Так, например, Грушевский в своих исторических трудах подробно описывает один случай, когда в Короче судили и наказали плетьми, а потом передали мужу одну казачку, Оринку Лободу, за то, что она, подвыпивши, говорила "непригожие слова" против царя, недовольная тем, что царь не хочет выкупить из татарской неволи ее сына. Или не менее подробно описывает "ущемление привычных казацких свобод", которое заключалось в том, что московские власти вмешивались в дела казаков, которые не исполняли принятых ими при переселении обязательств.
Как сообщает Грушевский, казак Петро Данчура из Белгорода с товарищами, получивши жалованье и разные пособия на обзаведение хозяйством, деньги пропили и проиграли. Воевода белгородский доносит в Москву, что "поелику Данчура с товарищи пропились и в зернь проигрались, пашни не завели и дворов не построили, то нет надежды на их службу впредь" и спрашивает, как ему поступить. Москва ответила: "Петру Данчуре с товарищи за их воровство учинити наказание: бити батогами нещадно и, учиня наказание, дати жалованье по нашему указу сполна и приказать впредь не бражничать и никаким воровством не воровать, на землях своих строиться и землю орати".
Подобными примерами Грушевский и его последователи пытаются доказать, что переселенцы в Московское государство, попали "в тяжелое положение".

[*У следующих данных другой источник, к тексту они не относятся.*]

use crate::aggregator::ScoreRecord;
use crate::error::{ErrorKind, SynthesisError};
use crate::feedback::{FeedbackRecord, TeachingStyle};
use crate::scorers::TopicCoverage;
use crate::session::Domain;
use chrono::{DateTime, Utc};
use serde::Serialize;
use std::collections::BTreeMap;
use std::fmt::{self, Write};
use std::path::PathBuf;
use uuid::Uuid;

/// What was found in the recording.
#[derive(Debug, Clone, PartialEq, Serialize)]
pub struct RecordingSummary {
    pub path: PathBuf,
    pub duration_secs: Option<f64>,
    pub has_audio: bool,
    pub has_video: bool,
    pub transcript_source: Option<PathBuf>,
}

#[derive(Debug, Clone, PartialEq, Serialize)]
pub struct SynthesisFailure {
    pub kind: ErrorKind,
    pub message: String,
    #[serde(skip_serializing_if = "Option::is_none")]
    pub raw_output: Option<String>,
}

impl From<&SynthesisError> for SynthesisFailure {
    fn from(err: &SynthesisError) -> Self {
        Self {
            kind: err.kind(),
            message: err.to_string(),
            raw_output: err.raw_output().map(str::to_string),
        }
    }
}

/// Everything that went wrong without stopping the run.
#[derive(Debug, Clone, Default, PartialEq, Serialize)]
pub struct Diagnostics {
    pub scorer_failures: BTreeMap<Domain, String>,
    pub synthesis: Option<SynthesisFailure>,
    /// Topic terms the transcript did and did not mention.
    #[serde(skip_serializing_if = "Option::is_none")]
    pub topic_coverage: Option<TopicCoverage>,
}

/// Identity of a run, fixed by the pipeline before assembly.
#[derive(Debug, Clone, PartialEq)]
pub struct SessionMeta {
    pub session_id: Uuid,
    pub topic: String,
    pub language: Option<String>,
    pub generated_at: DateTime<Utc>,
    pub recording: RecordingSummary,
}

/// The final artifact of a run.
#[derive(Debug, Clone, PartialEq, Serialize)]
pub struct SessionReport {
    pub session_id: Uuid,
    pub topic: String,
    pub language: Option<String>,
    pub generated_at: DateTime<Utc>,
    pub recording: RecordingSummary,
    pub scores: ScoreRecord,
    pub feedback: Option<FeedbackRecord>,
    pub diagnostics: Diagnostics,
}

/// Combines the run's outputs into a report. Pure and infallible.
pub fn assemble(
    meta: SessionMeta,
    scores: ScoreRecord,
    feedback: Option<FeedbackRecord>,
    diagnostics: Diagnostics,
) -> SessionReport {
    SessionReport {
        session_id: meta.session_id,
        topic: meta.topic,
        language: meta.language,
        generated_at: meta.generated_at,
        recording: meta.recording,
        scores,
        feedback,
        diagnostics,
    }
}

impl SessionReport {
    pub fn is_domain_failed(&self, domain: Domain) -> bool {
        self.diagnostics.scorer_failures.contains_key(&domain)
    }

    pub fn view(&self) -> ReportView {
        ReportView::from(self)
    }
}

/// Markdown rendering of a report, in three sections.
#[derive(Debug, Clone, PartialEq, Eq)]
pub struct ReportView {
    pub summary: String,
    pub scores: String,
    pub feedback: String,
}

impl From<&SessionReport> for ReportView {
    fn from(report: &SessionReport) -> Self {
        Self {
            summary: render_summary(report),
            scores: render_scores(report),
            feedback: render_feedback(report),
        }
    }
}

impl fmt::Display for ReportView {
    fn fmt(&self, f: &mut fmt::Formatter<'_>) -> fmt::Result {
        write!(f, "{}\n\n{}\n\n{}", self.summary, self.scores, self.feedback)
    }
}

fn unavailable_reason(report: &SessionReport) -> String {
    match &report.diagnostics.synthesis {
        Some(failure) => {
            format!("_Coach feedback unavailable ({}): {}_", failure.kind, failure.message)
        }
        None => "_Coach feedback unavailable._".to_string(),
    }
}

fn render_summary(report: &SessionReport) -> String {
    let mut out = String::from("## Performance Summary\n");
    let _ = writeln!(out, "**Topic:** {}", report.topic);
    if let Some(duration) = report.recording.duration_secs {
        let _ = writeln!(out, "**Duration:** {:.0}s", duration);
    }
    out.push('\n');

    match &report.feedback {
        Some(feedback) => {
            let _ = writeln!(out, "{}\n", feedback.performance_summary.trim());
            match &feedback.teaching_style {
                TeachingStyle::Classified { style, explanation } => {
                    let _ = write!(out, "### Teaching Style: {style}\n{explanation}");
                }
                TeachingStyle::Freeform(text) => {
                    let _ = write!(out, "### Teaching Style\n{text}");
                }
            }
        }
        None => out.push_str(&unavailable_reason(report)),
    }
    out.trim_end().to_string()
}

fn render_scores(report: &SessionReport) -> String {
    let mut out = String::from("## Detailed Scores\n| Domain | Metric | Score |\n|---|---|---|\n");
    for domain in Domain::ALL {
        let failed = report.is_domain_failed(domain);
        let Some(metrics) = report.scores.domain(domain) else {
            continue;
        };
        for (name, value) in metrics {
            let cell = if failed {
                "unavailable".to_string()
            } else {
                format!("{value:.1}")
            };
            let _ = writeln!(out, "| {} | {} | {cell} |", domain.title(), metric_label(name));
        }
    }
    for (domain, reason) in &report.diagnostics.scorer_failures {
        let _ = writeln!(out, "\n_{} unavailable: {reason}_", domain.title());
    }
    if let Some(coverage) = &report.diagnostics.topic_coverage {
        let _ = writeln!(
            out,
            "\n**Topic terms mentioned:** {}",
            term_list(&coverage.matched)
        );
        let _ = writeln!(out, "**Topic terms not mentioned:** {}", term_list(&coverage.missed));
    }
    out.trim_end().to_string()
}

fn term_list(terms: &[String]) -> String {
    if terms.is_empty() {
        "(none)".to_string()
    } else {
        terms.join(", ")
    }
}

fn render_feedback(report: &SessionReport) -> String {
    let mut out = String::from("## Coach Feedback\n");
    let Some(feedback) = &report.feedback else {
        out.push_str(&unavailable_reason(report));
        return out;
    };

    push_list(&mut out, "### Strengths", &feedback.strengths);
    push_list(&mut out, "### Areas for Improvement", &feedback.weaknesses);
    if !feedback.factual_accuracy_audit.is_empty() {
        push_list(&mut out, "### Factual Accuracy", &feedback.factual_accuracy_audit);
    }
    push_list(&mut out, "### Titles", &feedback.content_metadata.titles);
    let _ = writeln!(
        out,
        "**Hashtags:** {}\n",
        feedback.content_metadata.hashtags.join(" ")
    );
    if let Some(translated) = &feedback.multilingual_feedback {
        let language = report.language.as_deref().unwrap_or("Translated");
        let _ = writeln!(out, "### {language} Summary\n{translated}");
    }
    out.trim_end().to_string()
}

fn push_list(out: &mut String, heading: &str, items: &[String]) {
    let _ = writeln!(out, "{heading}");
    if items.is_empty() {
        out.push_str("- (none)\n");
    }
    for item in items {
        let _ = writeln!(out, "- {item}");
    }
    out.push('\n');
}

/// `clarity_score` reads as "Clarity Score".
fn metric_label(name: &str) -> String {
    name.split('_')
        .filter(|part| !part.is_empty())
        .map(|part| {
            let mut chars = part.chars();
            match chars.next() {
                Some(first) => first.to_uppercase().chain(chars).collect::<String>(),
                None => String::new(),
            }
        })
        .collect::<Vec<_>>()
        .join(" ")
}
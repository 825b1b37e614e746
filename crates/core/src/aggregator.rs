use crate::error::ScorerError;
use crate::scorers::MetricsMap;
use crate::session::Domain;
use serde::{Deserialize, Serialize};
use std::collections::BTreeMap;

pub const MIN_SCORE: f64 = 0.0;
pub const MAX_SCORE: f64 = 100.0;

/// Canonical per-domain metrics of one session.
///
/// Every domain and every canonical metric is present. Values are finite and
/// within `[MIN_SCORE, MAX_SCORE]`.
#[derive(Debug, Clone, PartialEq, Serialize, Deserialize)]
#[serde(transparent)]
pub struct ScoreRecord(BTreeMap<Domain, MetricsMap>);

impl ScoreRecord {
    /// A record holding zero for every canonical metric.
    pub fn zeroed() -> Self {
        Self(Domain::ALL.iter().map(|d| (*d, zeroed_metrics(*d))).collect())
    }

    pub fn domain(&self, domain: Domain) -> Option<&MetricsMap> {
        self.0.get(&domain)
    }

    /// A metric's value, or zero if it was never reported.
    pub fn metric(&self, domain: Domain, name: &str) -> f64 {
        self.0
            .get(&domain)
            .and_then(|metrics| metrics.get(name))
            .copied()
            .unwrap_or(MIN_SCORE)
    }

    pub fn iter(&self) -> impl Iterator<Item = (Domain, &MetricsMap)> {
        self.0.iter().map(|(domain, metrics)| (*domain, metrics))
    }
}

/// The merged record plus the domains that could not be scored.
#[derive(Debug, Clone, PartialEq)]
pub struct AggregatedScores {
    pub record: ScoreRecord,
    /// Failure message per domain. Not part of the record itself.
    pub failures: BTreeMap<Domain, String>,
}

impl AggregatedScores {
    pub fn is_failed(&self, domain: Domain) -> bool {
        self.failures.contains_key(&domain)
    }
}

/// Merges scorer results into the canonical record. Never fails: a domain
/// whose scorer failed, or that has no result at all, is zero-filled and
/// listed in `failures`.
pub fn aggregate(
    mut results: BTreeMap<Domain, Result<MetricsMap, ScorerError>>,
) -> AggregatedScores {
    let mut record = BTreeMap::new();
    let mut failures = BTreeMap::new();

    for domain in Domain::ALL {
        match results.remove(&domain) {
            Some(Ok(metrics)) => {
                record.insert(domain, normalize(domain, metrics));
            }
            Some(Err(e)) => {
                tracing::warn!("{domain} scores unavailable: {e}");
                failures.insert(domain, e.to_string());
                record.insert(domain, zeroed_metrics(domain));
            }
            None => {
                tracing::warn!("{domain} scores unavailable: no scorer result");
                failures.insert(domain, "no scorer result".to_string());
                record.insert(domain, zeroed_metrics(domain));
            }
        }
    }

    AggregatedScores {
        record: ScoreRecord(record),
        failures,
    }
}

fn zeroed_metrics(domain: Domain) -> MetricsMap {
    domain
        .metric_names()
        .iter()
        .map(|name| (name.to_string(), MIN_SCORE))
        .collect()
}

fn normalize(domain: Domain, metrics: MetricsMap) -> MetricsMap {
    let mut normalized = zeroed_metrics(domain);
    for (name, value) in metrics {
        let bounded = if !value.is_finite() {
            tracing::warn!("{domain}.{name} is not a number ({value}), using 0");
            MIN_SCORE
        } else if !(MIN_SCORE..=MAX_SCORE).contains(&value) {
            tracing::warn!("{domain}.{name} = {value} is out of range, clamping");
            value.clamp(MIN_SCORE, MAX_SCORE)
        } else {
            value
        };
        normalized.insert(name, bounded);
    }
    normalized
}
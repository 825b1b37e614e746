use crate::session::Domain;
use serde::{Deserialize, Serialize};
use std::fmt;
use std::path::PathBuf;
use std::time::Duration;

/// Classification carried by every reported failure.
///
/// Only `InvalidInput` and `Internal` end a run in `Failed`; every other kind
/// degrades the report instead.
#[derive(Debug, Clone, Copy, PartialEq, Eq, Serialize, Deserialize)]
#[serde(rename_all = "snake_case")]
pub enum ErrorKind {
    InvalidInput,
    Scorer,
    ModelUnavailable,
    SynthesisParse,
    ServiceTimeout,
    ServiceFailure,
    Internal,
}

impl ErrorKind {
    pub fn is_fatal(self) -> bool {
        matches!(self, ErrorKind::InvalidInput | ErrorKind::Internal)
    }
}

impl fmt::Display for ErrorKind {
    fn fmt(&self, f: &mut fmt::Formatter<'_>) -> fmt::Result {
        let name = match self {
            ErrorKind::InvalidInput => "InvalidInputError",
            ErrorKind::Scorer => "ScorerError",
            ErrorKind::ModelUnavailable => "ModelUnavailableError",
            ErrorKind::SynthesisParse => "SynthesisParseError",
            ErrorKind::ServiceTimeout => "ServiceTimeoutError",
            ErrorKind::ServiceFailure => "ServiceFailure",
            ErrorKind::Internal => "InternalError",
        };
        f.write_str(name)
    }
}

/// The recording cannot be analyzed at all. Never retried.
#[derive(Debug, thiserror::Error)]
pub enum InvalidInputError {
    #[error("no recording was provided")]
    EmptyReference,
    #[error("recording not found: {}", .0.display())]
    NotFound(PathBuf),
    #[error("recording is not a regular file: {}", .0.display())]
    NotAFile(PathBuf),
    #[error("recording is empty: {}", .0.display())]
    EmptyFile(PathBuf),
    #[error("could not read {}: {source}", .path.display())]
    Unreadable {
        path: PathBuf,
        #[source]
        source: std::io::Error,
    },
    #[error("recording could not be decoded: {}: {reason}", .path.display())]
    Undecodable { path: PathBuf, reason: String },
}

impl InvalidInputError {
    pub fn kind(&self) -> ErrorKind {
        ErrorKind::InvalidInput
    }
}

/// A failure confined to one scoring domain.
#[derive(Debug, Clone, PartialEq, thiserror::Error)]
pub enum ScorerError {
    #[error("no {0} stream is available for this recording")]
    StreamUnavailable(Domain),
    #[error("{domain} scorer was handed a {received} stream")]
    WrongStream { domain: Domain, received: Domain },
    #[error("not enough {domain} data to score: {detail}")]
    InsufficientData { domain: Domain, detail: String },
    #[error("{domain} scorer panicked: {detail}")]
    Panicked { domain: Domain, detail: String },
}

impl ScorerError {
    pub fn domain(&self) -> Domain {
        match self {
            ScorerError::StreamUnavailable(domain) => *domain,
            ScorerError::WrongStream { domain, .. }
            | ScorerError::InsufficientData { domain, .. }
            | ScorerError::Panicked { domain, .. } => *domain,
        }
    }

    pub fn insufficient(domain: Domain, detail: impl Into<String>) -> Self {
        ScorerError::InsufficientData {
            domain,
            detail: detail.into(),
        }
    }
}

/// Why no feedback record was produced. Never aborts the run.
#[derive(Debug, thiserror::Error)]
pub enum SynthesisError {
    #[error("generative model unavailable: {0}")]
    ModelUnavailable(String),
    #[error("model response did not match the feedback schema: {reason}")]
    Parse { reason: String, raw: String },
    #[error("model did not respond within {}s", .0.as_secs_f32())]
    Timeout(Duration),
    #[error("feedback service request failed: {0}")]
    Service(String),
}

impl SynthesisError {
    pub fn kind(&self) -> ErrorKind {
        match self {
            SynthesisError::ModelUnavailable(_) => ErrorKind::ModelUnavailable,
            SynthesisError::Parse { .. } => ErrorKind::SynthesisParse,
            SynthesisError::Timeout(_) => ErrorKind::ServiceTimeout,
            SynthesisError::Service(_) => ErrorKind::ServiceFailure,
        }
    }

    /// The untouched model text, when the model answered at all.
    pub fn raw_output(&self) -> Option<&str> {
        match self {
            SynthesisError::Parse { raw, .. } => Some(raw),
            _ => None,
        }
    }
}

/// Errors raised by a media decoder while probing or extracting streams.
#[derive(Debug, thiserror::Error)]
pub enum DecodeError {
    #[error("failed to launch {tool}: {source}")]
    Spawn {
        tool: String,
        #[source]
        source: std::io::Error,
    },
    #[error("{tool} exited with code {code}: {stderr}")]
    CommandFailed {
        tool: String,
        code: i32,
        stderr: String,
    },
    #[error("failed reading {tool} output: {source}")]
    Read {
        tool: String,
        #[source]
        source: std::io::Error,
    },
    #[error("unexpected decoder output: {0}")]
    Malformed(String),
    #[error("recording has no {0} stream")]
    MissingStream(Domain),
}
//! File-backed geofence snapshot store.

use std::fs;
use std::path::{Path, PathBuf};

use anyhow::{Context, Result};
use gfk_model::GeofenceMap;
use tracing::debug;

use crate::atomic::write_atomic;
use crate::GeofenceStore;

/// Keeps the snapshot as one JSON document at a caller-supplied path.
///
/// A missing file loads as the empty map, so a fresh install needs no setup
/// step. Saves go through temp-file + rename, making them atomic with
/// respect to process crash.
#[derive(Clone, Debug)]
pub struct FileGeofenceStore {
    path: PathBuf,
}

impl FileGeofenceStore {
    pub fn new(path: impl Into<PathBuf>) -> Self {
        Self { path: path.into() }
    }

    pub fn path(&self) -> &Path {
        &self.path
    }
}

impl GeofenceStore for FileGeofenceStore {
    fn load(&self) -> Result<GeofenceMap> {
        if !self.path.exists() {
            debug!(path = %self.path.display(), "geofence snapshot file absent, loading empty map");
            return Ok(GeofenceMap::new());
        }
        let json = fs::read_to_string(&self.path)
            .with_context(|| format!("read geofence snapshot {}", self.path.display()))?;
        let map: GeofenceMap = serde_json::from_str(&json)
            .with_context(|| format!("parse geofence snapshot {}", self.path.display()))?;
        debug!(path = %self.path.display(), geofences = map.len(), "loaded geofence snapshot");
        Ok(map)
    }

    fn save(&self, snapshot: &GeofenceMap) -> Result<()> {
        let json = serde_json::to_vec(snapshot).context("serialize geofence snapshot")?;
        write_atomic(&self.path, &json)
            .with_context(|| format!("save geofence snapshot {}", self.path.display()))?;
        debug!(path = %self.path.display(), geofences = snapshot.len(), "saved geofence snapshot");
        Ok(())
    }
}

#[cfg(test)]
mod tests {
    use super::*;
    use gfk_model::{GeofenceData, GeofenceLocation, TriggerType};

    fn sample_map() -> GeofenceMap {
        let mut map = GeofenceMap::new();
        map.insert(
            100,
            GeofenceData::new(
                100,
                9_999,
                vec![GeofenceLocation::new(
                    1,
                    "office",
                    1.0,
                    1.0,
                    50.0,
                    TriggerType::Both,
                )],
            ),
        );
        map
    }

    #[test]
    fn missing_file_loads_empty() {
        let dir = tempfile::tempdir().unwrap();
        let store = FileGeofenceStore::new(dir.path().join("geofences.json"));
        assert!(store.load().unwrap().is_empty());
    }

    #[test]
    fn save_then_load_round_trips() {
        let dir = tempfile::tempdir().unwrap();
        let store = FileGeofenceStore::new(dir.path().join("geofences.json"));
        let map = sample_map();
        store.save(&map).unwrap();
        assert_eq!(store.load().unwrap(), map);
    }

    #[test]
    fn save_replaces_previous_snapshot_wholesale() {
        let dir = tempfile::tempdir().unwrap();
        let store = FileGeofenceStore::new(dir.path().join("geofences.json"));
        store.save(&sample_map()).unwrap();
        store.save(&GeofenceMap::new()).unwrap();
        assert!(store.load().unwrap().is_empty());
    }

    #[test]
    fn corrupt_file_is_an_error_not_a_panic() {
        let dir = tempfile::tempdir().unwrap();
        let path = dir.path().join("geofences.json");
        fs::write(&path, b"{ not json").unwrap();
        let store = FileGeofenceStore::new(&path);
        assert!(store.load().is_err());
    }
}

Конечно, не всё шло гладко в начале совместной жизни переселенцев с коренным населением Московского государства. Воспитанные на примерах польской анархии и понятиях о "казацкой свободе" (тоже недалекой от анархии), переселенцам был чужд твердый порядок и регламентация взаимоотношений, свойственные централизованной Москве. Но большинство из них легко и быстро сживались с новым строем и только единицы или небольшие группы выражали свой протест или возвращением в переделы Украины-Руси, или, чаще всего, уходом в "воровские ватаги" в погоне за легкой полуразбойничьей жизнью. Возможно, что пропивший и прогулявший жалованье казак Данчура искренно верил, что на основании "казацкой свободы" он был вправе это сделать, но вряд ли можно утверждать, что с такими явлениями не надо было бороться и что борьба с ними – это "ущемление свободы".